O fascismo parece estar de volta por todo o planeta, atualmente mais dissimulado. Os fascistas não suportam a democracia e, aqui no Brasil, tem destilado e estimulado um ódio social como há muito não se explicitava. A violência, a manipulação da religião, a massificação de “verdades únicas” sem reflexão, a “justiça” pelas próprias mãos, os fundamentalismos oprimindo o ser diferente, as mulheres, a falta de garantias e direitos individuais, o encarceramento em massa de inocentes, os genocídios… tudo isso vem acontecendo cada dia mais em nosso país. E o que é isso senão fascismo?
No Rio a primeira edição do livro se esgotou rapidamente, mostrando como o fascismo está incomodando. Em São Paulo, o lançamento é hoje, 20h, no Espaço da Revista Cult, onde Márcia Tiburi escreve. Em rápida entrevista, a professora, famosa por defender “o diálogo como cerne da filosofia” e fundamental para a vida em sociedade, nos fala sobre o livro, que tem prefácio de Jean Wyllys, jornalista e deputado federal.
– O fascismo é uma coisa atual? Por que falar sobre o fascismo?
Márcia Tiburi – O fascismo é constantemente atualizado, infelizmente. Fascista é o tempo em que o ódio é fomentado pelos poderes (Estado, religião, meios de comunicação, etc) que dele se servem para seus próprios fins. O ódio como qualquer afeto é sempre potencial. No fascismo ele é usado para os fins do sistema. O ódio não é natural, como se quer fazer parecer, o ódio é produzido.

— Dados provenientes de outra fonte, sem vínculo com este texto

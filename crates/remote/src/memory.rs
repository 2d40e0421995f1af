//! In-memory stand-in for a remote job service (tests/dev).

use std::collections::{HashMap, VecDeque};
use std::panic::{self, AssertUnwindSafe};
use std::sync::{Arc, Mutex, PoisonError, RwLock};
use std::thread;

use serde_json::{Value as JsonValue, json};
use tracing::{debug, warn};

use jobkit_core::{JobId, JobResults, JobStatus, RunningStatus};

use crate::transport::{JobTransport, RemoteRequest, TransportError};

/// Handler executing a submitted command on the "remote" side.
pub type RemoteHandler =
    Arc<dyn Fn(&RemoteRequest, &RemoteContext) -> Result<JsonValue, String> + Send + Sync>;

type Entries = Arc<RwLock<HashMap<JobId, RemoteEntry>>>;

#[derive(Debug)]
struct RemoteEntry {
    request: RemoteRequest,
    status: JobStatus,
    results: Option<JobResults>,
    cancel_requested: bool,
}

/// Per-job handle given to a handler while it runs.
#[derive(Clone)]
pub struct RemoteContext {
    id: JobId,
    entries: Entries,
}

impl RemoteContext {
    pub fn id(&self) -> JobId {
        self.id
    }

    /// Publish progress for this job. Ignored once the job left `Running`.
    pub fn report_progress(&self, progress: f64, message: Option<String>) {
        let mut entries = self.entries.write().unwrap_or_else(PoisonError::into_inner);
        if let Some(entry) = entries.get_mut(&self.id) {
            entry.status.update_progress(progress, message).ok();
        }
    }

    /// Whether cancellation was requested; handlers may poll this to stop early.
    pub fn is_cancelled(&self) -> bool {
        let entries = self.entries.read().unwrap_or_else(PoisonError::into_inner);
        entries.get(&self.id).is_some_and(|e| e.cancel_requested)
    }
}

/// In-memory job service.
///
/// Commands are routed to handlers by exact name, then by `prefix.*` pattern, then
/// by the `*` wildcard. By default every submission runs on its own thread; a
/// [`paused`](Self::paused) transport queues submissions until
/// [`process_next`](Self::process_next) runs them on the calling thread.
pub struct InMemoryTransport {
    handlers: HashMap<String, RemoteHandler>,
    entries: Entries,
    queue: Mutex<VecDeque<JobId>>,
    paused: bool,
}

impl InMemoryTransport {
    pub fn new() -> Self {
        Self {
            handlers: HashMap::new(),
            entries: Arc::new(RwLock::new(HashMap::new())),
            queue: Mutex::new(VecDeque::new()),
            paused: false,
        }
    }

    /// A transport that only runs jobs when told to.
    pub fn paused() -> Self {
        Self {
            paused: true,
            ..Self::new()
        }
    }

    /// Register a handler for a command name or pattern.
    pub fn register_handler<F>(&mut self, pattern: impl Into<String>, handler: F)
    where
        F: Fn(&RemoteRequest, &RemoteContext) -> Result<JsonValue, String> + Send + Sync + 'static,
    {
        self.handlers.insert(pattern.into(), Arc::new(handler));
    }

    fn handler_for(&self, command: &str) -> Option<RemoteHandler> {
        if let Some(h) = self.handlers.get(command) {
            return Some(h.clone());
        }

        // Longest matching `prefix.*` pattern wins.
        let category = self
            .handlers
            .iter()
            .filter_map(|(pattern, handler)| {
                let prefix = pattern.strip_suffix(".*")?;
                command
                    .starts_with(prefix)
                    .then_some((prefix.len(), handler))
            })
            .max_by_key(|(len, _)| *len)
            .map(|(_, handler)| handler.clone());
        if category.is_some() {
            return category;
        }

        self.handlers.get("*").cloned()
    }

    /// Run the oldest queued submission on the calling thread.
    ///
    /// Returns the identifier of the job that ran, or `None` if the queue was empty.
    pub fn process_next(&self) -> Option<JobId> {
        let id = self
            .queue
            .lock()
            .unwrap_or_else(PoisonError::into_inner)
            .pop_front()?;
        let command = {
            let entries = self.entries.read().unwrap_or_else(PoisonError::into_inner);
            entries.get(&id)?.request.command.clone()
        };
        match self.handler_for(&command) {
            Some(handler) => run_entry(&self.entries, id, &handler),
            None => warn!(job_id = %id, command = %command, "handler disappeared"),
        }
        Some(id)
    }

    /// Number of submissions waiting in a paused transport.
    pub fn queued(&self) -> usize {
        self.queue.lock().unwrap_or_else(PoisonError::into_inner).len()
    }

    /// The request a job was submitted with.
    pub fn request(&self, id: JobId) -> Option<RemoteRequest> {
        let entries = self.entries.read().unwrap_or_else(PoisonError::into_inner);
        entries.get(&id).map(|e| e.request.clone())
    }
}

impl Default for InMemoryTransport {
    fn default() -> Self {
        Self::new()
    }
}

impl JobTransport for InMemoryTransport {
    fn submit(&self, request: &RemoteRequest) -> Result<JobId, TransportError> {
        let handler = self
            .handler_for(&request.command)
            .ok_or_else(|| TransportError::UnknownCommand(request.command.clone()))?;

        let id = JobId::new();
        self.entries
            .write()
            .unwrap_or_else(PoisonError::into_inner)
            .insert(
                id,
                RemoteEntry {
                    request: request.clone(),
                    status: JobStatus::new(),
                    results: None,
                    cancel_requested: false,
                },
            );

        if self.paused {
            self.queue
                .lock()
                .unwrap_or_else(PoisonError::into_inner)
                .push_back(id);
            debug!(job_id = %id, command = %request.command, "remote job queued");
            return Ok(id);
        }

        let entries = self.entries.clone();
        thread::Builder::new()
            .name("jobkit-remote".to_string())
            .spawn(move || run_entry(&entries, id, &handler))
            .map_err(|e| {
                self.entries
                    .write()
                    .unwrap_or_else(PoisonError::into_inner)
                    .remove(&id);
                TransportError::Io(format!("failed to spawn remote worker: {e}"))
            })?;

        debug!(job_id = %id, command = %request.command, "remote job dispatched");
        Ok(id)
    }

    fn status(&self, id: JobId) -> Result<JobStatus, TransportError> {
        let entries = self.entries.read().unwrap_or_else(PoisonError::into_inner);
        entries
            .get(&id)
            .map(|e| e.status.clone())
            .ok_or(TransportError::NotFound(id))
    }

    fn results(&self, id: JobId) -> Result<JobResults, TransportError> {
        let entries = self.entries.read().unwrap_or_else(PoisonError::into_inner);
        let entry = entries.get(&id).ok_or(TransportError::NotFound(id))?;
        match (&entry.results, entry.status.state()) {
            (Some(results), RunningStatus::Success) => Ok(results.clone()),
            _ => Err(TransportError::NotReady(id)),
        }
    }

    fn cancel(&self, id: JobId) -> Result<(), TransportError> {
        let mut entries = self.entries.write().unwrap_or_else(PoisonError::into_inner);
        let entry = entries.get_mut(&id).ok_or(TransportError::NotFound(id))?;
        match entry.status.state() {
            RunningStatus::Waiting => {
                entry.status.cancel().ok();
            }
            RunningStatus::Running => entry.cancel_requested = true,
            _ => {}
        }
        Ok(())
    }
}

fn run_entry(entries: &Entries, id: JobId, handler: &RemoteHandler) {
    let request = {
        let mut guard = entries.write().unwrap_or_else(PoisonError::into_inner);
        let Some(entry) = guard.get_mut(&id) else {
            return;
        };
        // Cancelled while queued.
        if entry.status.start_run().is_err() {
            return;
        }
        entry.request.clone()
    };

    let ctx = RemoteContext {
        id,
        entries: entries.clone(),
    };
    let outcome = panic::catch_unwind(AssertUnwindSafe(|| handler(&request, &ctx)));

    let mut guard = entries.write().unwrap_or_else(PoisonError::into_inner);
    let Some(entry) = guard.get_mut(&id) else {
        return;
    };
    let published = if entry.cancel_requested {
        entry.status.cancel()
    } else {
        match outcome {
            Ok(Ok(value)) => {
                entry.results =
                    Some(JobResults::new(value).with_extra("job_id", json!(id.to_string())));
                entry.status.succeed()
            }
            Ok(Err(error)) => entry.status.fail(error),
            Err(_) => entry.status.fail("remote handler panicked"),
        }
    };
    if let Err(e) = published {
        warn!(job_id = %id, error = %e, "remote job outcome not recorded");
    }
    debug!(job_id = %id, status = %entry.status.state(), "remote job finished");
}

Em nossa época, como nas anteriores, seja na Roma antiga, seja na primeira metade do século 20, na Itália de Mussolini ou na Alemanha de Hitler, o fascismo é a expressão espetacular e caricata do ódio como afeto que nega o outro até o desejo de exterminá-lo. No Brasil o fascismo está presente nos discursos de ódio de políticos, pastores e de cidadãos comuns. Todo preconceito tem o gérmen do fascismo, mas o fascismo é uma espécie de espetáculo, o fascismo é uma exibição desavergonhada do ódio.

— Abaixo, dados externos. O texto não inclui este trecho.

//! Jobs executed by a remote service.

use std::sync::Arc;
use std::thread;
use std::time::Instant;

use tracing::{debug, info, warn};

use jobkit_core::{
    Args, CancelOutcome, Job, JobConfig, JobCore, JobError, JobId, JobResult, JobResults,
    JobStatus, Kwargs, RunningStatus,
};

use crate::config::RemoteJobConfig;
use crate::transport::{JobTransport, RemoteRequest};

/// Job submitted to a remote service through a [`JobTransport`].
///
/// The service assigns the identifier on submission. Status is polled from the
/// transport; results are downloaded once the service reports success and are
/// published together with that status.
pub struct RemoteJob {
    command: String,
    core: JobCore,
    transport: Arc<dyn JobTransport>,
    config: RemoteJobConfig,
}

impl RemoteJob {
    pub fn new(transport: Arc<dyn JobTransport>, config: JobConfig<String>) -> Self {
        Self::with_config(transport, config, RemoteJobConfig::default())
    }

    pub fn with_config(
        transport: Arc<dyn JobTransport>,
        config: JobConfig<String>,
        remote: RemoteJobConfig,
    ) -> Self {
        let (command, core) = config.into_parts();
        Self {
            command,
            core,
            transport,
            config: remote,
        }
    }

    /// Re-attach to a job submitted earlier.
    ///
    /// Delta parameters in `config` should hold the values captured at submission
    /// (as fixed entries) so the result mapping sees the same keyword arguments.
    pub fn from_id(
        transport: Arc<dyn JobTransport>,
        id: JobId,
        config: JobConfig<String>,
        remote: RemoteJobConfig,
    ) -> JobResult<Self> {
        let job = Self::with_config(transport, config, remote);
        job.core.assign_id(id)?;
        job.core.begin()?;
        job.refresh()?;
        Ok(job)
    }

    /// Poll the transport and publish what it reports.
    ///
    /// Terminal statuses are sticky: once one is stored the transport is no longer queried.
    pub fn refresh(&self) -> JobResult<JobStatus> {
        let current = self.core.status();
        let Some(id) = self.core.id() else {
            return Ok(current);
        };
        if current.completed() {
            return Ok(current);
        }

        let remote = self.transport.status(id)?;
        let results = match remote.state() {
            RunningStatus::Success => Some(self.transport.results(id)?),
            _ => None,
        };
        debug!(job_id = %id, status = %remote.state(), progress = remote.progress(), "polled remote job");
        self.core.publish_status(remote, results)?;
        Ok(self.core.status())
    }

    /// Poll until the job is terminal or `max_wait` elapses.
    pub fn wait(&self) -> JobResult<JobStatus> {
        let started = Instant::now();
        loop {
            let status = self.refresh()?;
            if status.completed() {
                return Ok(status);
            }
            if let Some(max_wait) = self.config.max_wait {
                if started.elapsed() >= max_wait {
                    warn!(job_id = ?self.core.id(), ?max_wait, "gave up waiting for remote job");
                    return Err(JobError::Timeout(max_wait));
                }
            }
            thread::sleep(self.config.poll_interval);
        }
    }

    /// Cancel the job.
    ///
    /// A job that was never executed is cancelled locally. A submitted job is
    /// cancelled through the transport; if the submission is still in flight the
    /// request is forwarded as soon as the service assigns the identifier.
    pub fn cancel(&self) -> JobResult<JobStatus> {
        if let Some(id) = self.core.id() {
            return self.cancel_remote(id);
        }
        match self.core.request_cancel() {
            CancelOutcome::Requested => {
                // Whichever side sees both the identifier and the request forwards it.
                if let Some(id) = self.core.id() {
                    if self.core.take_cancel_request() {
                        return self.cancel_remote(id);
                    }
                }
                debug!(command = %self.command, "cancellation queued until submission completes");
                Ok(self.core.status())
            }
            CancelOutcome::Cancelled | CancelOutcome::Finished => Ok(self.core.status()),
        }
    }

    fn cancel_remote(&self, id: JobId) -> JobResult<JobStatus> {
        self.transport.cancel(id)?;
        info!(job_id = %id, "remote job cancellation requested");
        self.refresh()
    }
}

impl Job for RemoteJob {
    fn core(&self) -> &JobCore {
        &self.core
    }

    fn status(&self) -> JobStatus {
        self.refresh().unwrap_or_else(|e| {
            warn!(job_id = ?self.core.id(), error = %e, "remote status poll failed");
            self.core.status()
        })
    }

    fn execute_sync(&self, args: Args, kwargs: Kwargs) -> JobResult<JobResults> {
        self.execute_async(args, kwargs)?;
        self.wait()?;
        self.get_results()
    }

    fn execute_async(&self, args: Args, kwargs: Kwargs) -> JobResult<()> {
        if self.core.id().is_some() {
            return Err(JobError::AlreadyStarted);
        }
        let (args, kwargs) = self.core.start(args, kwargs)?;
        let request = RemoteRequest::new(self.command.clone(), args, kwargs);

        match self.transport.submit(&request) {
            Ok(id) => {
                self.core.assign_id(id)?;
                info!(job_id = %id, command = %self.command, "remote job submitted");
                if self.core.take_cancel_request() {
                    self.transport.cancel(id)?;
                    info!(job_id = %id, "forwarded cancellation requested during submission");
                }
                Ok(())
            }
            Err(e) => {
                warn!(command = %self.command, error = %e, "remote job submission failed");
                self.core.publish_failure(e.to_string()).ok();
                Err(e.into())
            }
        }
    }
}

– Como reconhecer um fascista? qual a importância de saber falar com um?
MT – No livro eu falei de um tipo de personalidade autoritária, muito comentada por um autor como Theodor Adorno que estudou o fascismo em geral e que deu atenção especial à Alemanha, mas também aos Estados Unidos. Eu falo desse tipo psicossocial que reaparece de tempos em tempos. Há condições para que isso exista e persista.
– Quem você considera exemplo (s) de fascista(s), brasileiro e global?
MT – Sempre podemos citar os grandes líderes fascistas da história. Mas hoje, não temos mais um grande líder fascista. Temos muito mais a presença e a aparição de uma espécie de homem medíocre, porém prepotente que, ao chegar ao poder se torna um tipo de mafioso. Podemos falar de uma espécie de líder banal. O medíocre reprodutor da banalidade do mal que se elege a partir da promessa da ignorância para todos e que, em seu cinismo, parece dar a garantia de que todos os cidadãos que nele votam também poderão ser cínicos à vontade.
– Como desconstruir esse fascismo atual, como derrotar os fascistas?
MT – A minha proposta é que, em primeiro lugar, não nos tornemos um. Para isso podemos praticar o diálogo como resistência. O diálogo é impossível para o fascista, pois ele é um sujeito com uma profunda lacuna de reflexão. Ele não pensa. Ele está fechado para o outro. Ao mesmo tempo, se não tentarmos romper essa barreira, seremos derrubados por ela. Ou derrubamos o muro ou ele cai sobre nós. Dialogar é um gesto tão delicado quanto potente, um gesto que vale o sentido da vida. E nos livra da culpa de não termos feito nada, ao mesmo tempo, nos devolve a nós mesmos, à nossa dúvida, à nossa capacidade de pensar que sempre tem relação com o outro enquanto potência do nosso pensamento. é sempre o outro que nos leva a pensar, na inexistência do outro nos tornamos burros… Voltarmo-nos para o outro é a nossa única saída ética e cognitiva.